昨日のことを思い出そうとするが途中から記憶が無い。つまり落ちたのだろうか。それはかなり恥ずかしい。まぁ、優しく出来なかったら悪ぃ、とか言っときながら激しさ変わらず3回戦までしてきたエースが悪いけど。
「はぁ」
エースは何も知らないで、嘘をついている私を愛している。エースのことを知っていたしこれからのことも知っている。それを伝えて、教えて欲しいと言われたらどうすればいいのか。教えなくていい、と言われたら黙ってエースが死ぬのを見ていなきゃいけないのか。

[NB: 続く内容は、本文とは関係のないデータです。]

//! Runtime object protocol.
//!
//! The mapper moves [`Value`]s between objects through the [`Instance`]
//! trait. [`Record`] is a generic implementation backed by a
//! [`ClassDescriptor`]: a property bag whose accessor-shaped methods
//! (`getX`, `setX`, `update`, `__construct`) read and write its properties.

use std::fmt;
use std::sync::Arc;

use indexmap::IndexMap;

use crate::naming::{CONSTRUCTOR, UPDATE, getter_property, setter_property};
use crate::{ClassDescriptor, ClassName, MethodDescriptor, ModelError};

/// A value in transit.
pub type Value = serde_json::Value;

/// An object the mapper can read from and write to.
pub trait Instance: fmt::Debug {
    fn class_name(&self) -> &ClassName;

    fn property(&self, name: &str) -> Result<Value, ModelError>;

    fn set_property(&mut self, name: &str, value: Value) -> Result<(), ModelError>;

    /// Calls a method that takes no arguments.
    fn read(&self, method: &str) -> Result<Value, ModelError>;

    /// Calls a method with positional arguments.
    fn invoke(&mut self, method: &str, args: Vec<Value>) -> Result<Value, ModelError>;
}

/// Generic instance of a described class.
#[derive(Debug, Clone, PartialEq)]
pub struct Record {
    class: Arc<ClassDescriptor>,
    properties: IndexMap<String, Value>,
}

impl Record {
    /// Creates a record with every declared property set to null.
    pub fn new(class: Arc<ClassDescriptor>) -> Self {
        let properties = class
            .properties
            .iter()
            .map(|p| (p.name.clone(), Value::Null))
            .collect();
        Self { class, properties }
    }

    /// Runs the class constructor: each argument is stored in the property
    /// named like its parameter.
    pub fn construct(class: Arc<ClassDescriptor>, args: Vec<Value>) -> Result<Self, ModelError> {
        let mut record = Self::new(Arc::clone(&class));
        match class.constructor() {
            Some(constructor) => {
                for (name, value) in bind_arguments(&class.name, constructor, args)? {
                    record.set_property(&name, value)?;
                }
            }
            None if !args.is_empty() => {
                return Err(ModelError::TooManyArguments {
                    class: class.name.clone(),
                    method: CONSTRUCTOR.to_string(),
                    expected: 0,
                    given: args.len(),
                });
            }
            None => {}
        }
        Ok(record)
    }

    /// Builds a record from a JSON object of property values.
    pub fn from_json(class: Arc<ClassDescriptor>, value: &Value) -> Result<Self, ModelError> {
        let mut record = Self::new(class);
        if let Value::Object(fields) = value {
            for (name, field) in fields {
                record.set_property(name, field.clone())?;
            }
        }
        Ok(record)
    }

    pub fn descriptor(&self) -> &ClassDescriptor {
        &self.class
    }

    /// Property values as a JSON object, in declaration order.
    pub fn to_json(&self) -> Value {
        Value::Object(
            self.properties
                .iter()
                .map(|(name, value)| (name.clone(), value.clone()))
                .collect(),
        )
    }

    fn unknown_property(&self, name: &str) -> ModelError {
        ModelError::UnknownProperty {
            class: self.class.name.clone(),
            property: name.to_string(),
        }
    }

    fn method(&self, name: &str) -> Result<&MethodDescriptor, ModelError> {
        self.class
            .method(name)
            .ok_or_else(|| ModelError::UnknownMethod {
                class: self.class.name.clone(),
                method: name.to_string(),
            })
    }

    fn unsupported(&self, method: &str) -> ModelError {
        ModelError::UnsupportedMethod {
            class: self.class.name.clone(),
            method: method.to_string(),
        }
    }
}

impl Instance for Record {
    fn class_name(&self) -> &ClassName {
        &self.class.name
    }

    fn property(&self, name: &str) -> Result<Value, ModelError> {
        self.properties
            .get(name)
            .cloned()
            .ok_or_else(|| self.unknown_property(name))
    }

    fn set_property(&mut self, name: &str, value: Value) -> Result<(), ModelError> {
        if !self.class.has_property(name) && !self.class.dynamic_properties {
            return Err(self.unknown_property(name));
        }
        self.properties.insert(name.to_string(), value);
        Ok(())
    }

    fn read(&self, method: &str) -> Result<Value, ModelError> {
        let descriptor = self.method(method)?;
        match getter_property(&descriptor.name) {
            Some(property) => self.property(&property),
            None => Err(self.unsupported(method)),
        }
    }

    fn invoke(&mut self, method: &str, args: Vec<Value>) -> Result<Value, ModelError> {
        let descriptor = self.method(method)?.clone();
        if descriptor.is_constructor() {
            return Err(self.unsupported(method));
        }
        if let Some(property) = setter_property(&descriptor.name) {
            let mut bound = bind_arguments(&self.class.name, &descriptor, args)?;
            let index = match bound.iter().position(|(name, _)| *name == property) {
                Some(index) => Some(index),
                None if bound.len() == 1 => Some(0),
                None if bound.is_empty() => None,
                None => return Err(self.unsupported(method)),
            };
            let value = index.map_or(Value::Null, |index| bound.swap_remove(index).1);
            self.set_property(&property, value)?;
            return Ok(Value::Null);
        }
        if descriptor.name == UPDATE {
            for (name, value) in bind_arguments(&self.class.name, &descriptor, args)? {
                self.set_property(&name, value)?;
            }
            return Ok(Value::Null);
        }
        if descriptor.parameters.is_empty() && args.is_empty() {
            return self.read(method);
        }
        Err(self.unsupported(method))
    }
}

/// Pairs positional arguments with parameter names, filling omitted
/// optional parameters with null.
fn bind_arguments(
    class: &ClassName,
    method: &MethodDescriptor,
    args: Vec<Value>,
) -> Result<Vec<(String, Value)>, ModelError> {
    if args.len() > method.parameters.len() {
        return Err(ModelError::TooManyArguments {
            class: class.clone(),
            method: method.name.clone(),
            expected: method.parameters.len(),
            given: args.len(),
        });
    }
    let mut args = args.into_iter();
    let mut bound = Vec::with_capacity(method.parameters.len());
    for parameter in &method.parameters {
        match args.next() {
            Some(value) => bound.push((parameter.name.clone(), value)),
            None if parameter.optional => bound.push((parameter.name.clone(), Value::Null)),
            None => {
                return Err(ModelError::MissingArgument {
                    class: class.clone(),
                    method: method.name.clone(),
                    parameter: parameter.name.clone(),
                });
            }
        }
    }
    Ok(bound)
}

#[cfg(test)]
mod tests {
    use serde_json::json;

    use super::*;
    use crate::{ParameterDescriptor, PropertyDescriptor};

    fn obj() -> Arc<ClassDescriptor> {
        Arc::new(
            ClassDescriptor::new(ClassName::new("Obj").unwrap())
                .with_property(PropertyDescriptor::public("a"))
                .with_property(PropertyDescriptor::public("b"))
                .with_method(
                    MethodDescriptor::public(CONSTRUCTOR)
                        .with_parameter(ParameterDescriptor::required("a")),
                )
                .with_method(MethodDescriptor::public("getA"))
                .with_method(MethodDescriptor::public("getB"))
                .with_method(
                    MethodDescriptor::public("setB")
                        .with_parameter(ParameterDescriptor::required("b")),
                )
                .with_method(
                    MethodDescriptor::public(UPDATE)
                        .with_parameter(ParameterDescriptor::required("a"))
                        .with_parameter(ParameterDescriptor::optional("b")),
                ),
        )
    }

    #[test]
    fn construct_and_accessors() {
        let mut record = Record::construct(obj(), vec![json!(1)]).unwrap();
        assert_eq!(record.read("getA").unwrap(), json!(1));
        assert_eq!(record.read("getB").unwrap(), Value::Null);

        record.invoke("setB", vec![json!(11)]).unwrap();
        assert_eq!(record.property("b").unwrap(), json!(11));
        assert_eq!(record.to_json(), json!({"a": 1, "b": 11}));
    }

    #[test]
    fn construct_requires_arguments() {
        let err = Record::construct(obj(), vec![]).unwrap_err();
        assert!(matches!(err, ModelError::MissingArgument { parameter, .. } if parameter == "a"));

        let err = Record::construct(obj(), vec![json!(1), json!(2)]).unwrap_err();
        assert!(matches!(err, ModelError::TooManyArguments { expected: 1, given: 2, .. }));
    }

    #[test]
    fn update_fills_optional_parameters() {
        let mut record = Record::construct(obj(), vec![json!(1)]).unwrap();
        record.invoke("setB", vec![json!(5)]).unwrap();
        record.invoke(UPDATE, vec![json!(7)]).unwrap();
        assert_eq!(record.to_json(), json!({"a": 7, "b": null}));
    }

    #[test]
    fn setter_writes_the_parameter_named_after_its_property() {
        let class = Arc::new(
            ClassDescriptor::new(ClassName::new("T").unwrap())
                .with_property(PropertyDescriptor::public("b"))
                .with_method(
                    MethodDescriptor::public("setB")
                        .with_parameter(ParameterDescriptor::optional("flag"))
                        .with_parameter(ParameterDescriptor::required("b")),
                )
                .with_method(
                    MethodDescriptor::public("setValue")
                        .with_parameter(ParameterDescriptor::required("amount")),
                )
                .with_dynamic_properties(true),
        );
        let mut record = Record::new(class);
        record.invoke("setB", vec![Value::Null, json!(42)]).unwrap();
        assert_eq!(record.property("b").unwrap(), json!(42));

        record.invoke("setValue", vec![json!(7)]).unwrap();
        assert_eq!(record.property("value").unwrap(), json!(7));
    }

    #[test]
    fn undeclared_members_fail() {
        let mut record = Record::new(obj());
        assert!(matches!(
            record.set_property("c", json!(1)),
            Err(ModelError::UnknownProperty { .. })
        ));
        assert!(matches!(record.read("getC"), Err(ModelError::UnknownMethod { .. })));
        assert!(matches!(
            record.invoke(CONSTRUCTOR, vec![json!(1)]),
            Err(ModelError::UnsupportedMethod { .. })
        ));
    }

    #[test]
    fn dynamic_classes_accept_new_properties() {
        let class = Arc::new(
            ClassDescriptor::new(ClassName::new("Bag").unwrap()).with_dynamic_properties(true),
        );
        let record = Record::from_json(class, &json!({"x": 1, "y": "two"})).unwrap();
        assert_eq!(record.property("y").unwrap(), json!("two"));
        assert_eq!(record.to_json(), json!({"x": 1, "y": "two"}));
    }
}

真っ直ぐに向き合ってくれるエースにもう嘘をつきたくない。
「お、起きたか!大丈夫かー?」
「ちょいまってて」
不思議そうな顔をしているエースを無視して二階に上がると入らないでとお願いしたお父さんの書斎へはいる。
「アラバスタ、アラバスタはこれか」
ぱらぱらめくって確認するとお目当てのものを持ってエースのいるリビングへ戻る。
「ごめん」
「なんだよ?」
朝ごはんを並べてくれていたエースに謝ってマンガを開くとエースが固まった。
「なに、これ」
「ONE PIECEってマンガ。ごめんね、エースのこと知ってた。少し先の未来も。」
「嘘ついてたのかよ」
「ごめん。」
エースの表情を見るのが怖くて俯いていると膝に涙が落ちた。泣く資格なんてないのに。
「なんで嘘ついてたんだよ」
「少し先の未来を知りたいって言われた時困るから…」
エースが黙り込んでしまった。怒っているんだろう。怖いがゆっくり顔を上げるとエースの顔を見た。
「悪意は無かったんだろ?」
「うん。最善だと思って…。でももう嘘をつくのが嫌なの」
「じゃあもう俺に対して嘘をつかないって約束してくれたらそれでいい。だから、泣くな」
優しく抱きしめられたからきつく抱き締め返して何度も何度も謝った。